Task item - Every line below that contains the word "Rejected" must be copied.

Stored data entries -
---------------

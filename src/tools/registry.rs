//! Tool registry and dispatcher.

use std::collections::{HashMap, HashSet};
use std::sync::Arc;
use std::time::Duration;

use tokio::sync::RwLock;

use crate::error::{ToolError, millis};
use crate::llm::ToolDefinition;
use crate::tools::tool::{Tool, ToolCallKind, ToolCallResult, ToolContext};

/// Names of built-in tools that cannot be shadowed by dynamic registrations.
const PROTECTED_TOOL_NAMES: &[&str] = &["current_time", "log_note", "list_filters"];

/// Prefix reserved for synthesized agent delegation tools.
pub const AGENT_TOOL_PREFIX: &str = "agent__";

/// Registry of available tools.
pub struct ToolRegistry {
    tools: RwLock<HashMap<String, Arc<dyn Tool>>>,
    /// Tracks which names were registered as built-in (protected from shadowing).
    builtin_names: RwLock<HashSet<String>>,
}

impl ToolRegistry {
    pub fn new() -> Self {
        Self {
            tools: RwLock::new(HashMap::new()),
            builtin_names: RwLock::new(HashSet::new()),
        }
    }

    /// Register a tool. Rejects tools that would shadow a built-in or use
    /// the agent delegation prefix.
    pub async fn register(&self, tool: Arc<dyn Tool>) {
        let name = tool.name().to_string();
        if name.starts_with(AGENT_TOOL_PREFIX) {
            tracing::warn!(tool = %name, "Rejected tool registration: reserved agent prefix");
            return;
        }
        if self.builtin_names.read().await.contains(&name) {
            tracing::warn!(
                tool = %name,
                "Rejected tool registration: would shadow a built-in tool"
            );
            return;
        }
        self.tools.write().await.insert(name.clone(), tool);
        tracing::debug!("Registered tool: {}", name);
    }

    /// Register a tool (sync version for startup, marks as built-in).
    pub fn register_sync(&self, tool: Arc<dyn Tool>) {
        let name = tool.name().to_string();
        if let Ok(mut tools) = self.tools.try_write() {
            tools.insert(name.clone(), tool);
            if PROTECTED_TOOL_NAMES.contains(&name.as_str())
                && let Ok(mut builtins) = self.builtin_names.try_write()
            {
                builtins.insert(name.clone());
            }
            tracing::debug!("Registered tool: {}", name);
        }
    }

    pub async fn unregister(&self, name: &str) -> Option<Arc<dyn Tool>> {
        self.tools.write().await.remove(name)
    }

    pub async fn get(&self, name: &str) -> Option<Arc<dyn Tool>> {
        self.tools.read().await.get(name).cloned()
    }

    pub async fn has(&self, name: &str) -> bool {
        self.tools.read().await.contains_key(name)
    }

    pub async fn list(&self) -> Vec<String> {
        self.tools.read().await.keys().cloned().collect()
    }

    pub fn count(&self) -> usize {
        self.tools.try_read().map(|t| t.len()).unwrap_or(0)
    }

    /// Definitions of every tool the caller in `ctx` may use, sorted by name.
    pub async fn definitions_for(&self, ctx: &ToolContext) -> Vec<ToolDefinition> {
        let mut defs: Vec<ToolDefinition> = self
            .tools
            .read()
            .await
            .values()
            .filter(|tool| ctx.permits(tool.name(), tool.capabilities()))
            .map(|tool| tool.to_definition())
            .collect();
        defs.sort_by(|a, b| a.name.cmp(&b.name));
        defs
    }

    /// Run a tool call. Never fails: errors, permission denials and timeouts
    /// come back as an unsuccessful `ToolCallResult`.
    pub async fn dispatch(
        &self,
        name: &str,
        params: serde_json::Value,
        ctx: &ToolContext,
        default_timeout: Duration,
    ) -> ToolCallResult {
        match self.try_dispatch(name, params, ctx, default_timeout).await {
            Ok(value) => ToolCallResult::ok(ToolCallKind::Tool, value),
            Err(e) => {
                tracing::debug!(
                    tenant = %ctx.tenant.tenant_id,
                    tool = name,
                    error = %e,
                    "Tool call failed"
                );
                ToolCallResult::failed(ToolCallKind::Tool, e.to_string())
            }
        }
    }

    async fn try_dispatch(
        &self,
        name: &str,
        params: serde_json::Value,
        ctx: &ToolContext,
        default_timeout: Duration,
    ) -> Result<serde_json::Value, ToolError> {
        let tool = self.get(name).await.ok_or_else(|| ToolError::NotFound {
            name: name.to_string(),
        })?;
        if !ctx.permits(name, tool.capabilities()) {
            return Err(ToolError::NotPermitted {
                name: name.to_string(),
            });
        }
        let limit = tool.execution_timeout().unwrap_or(default_timeout);
        match tokio::time::timeout(limit, tool.execute(params, ctx)).await {
            Ok(result) => result,
            Err(_) => Err(ToolError::Timeout {
                name: name.to_string(),
                millis: millis(limit),
            }),
        }
    }
}

impl Default for ToolRegistry {
    fn default() -> Self {
        Self::new()
    }
}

---------------

Solved problem -
            tracing::warn!(tool = %name, "Rejected tool registration: reserved agent prefix");
                "Rejected tool registration: would shadow a built-in tool"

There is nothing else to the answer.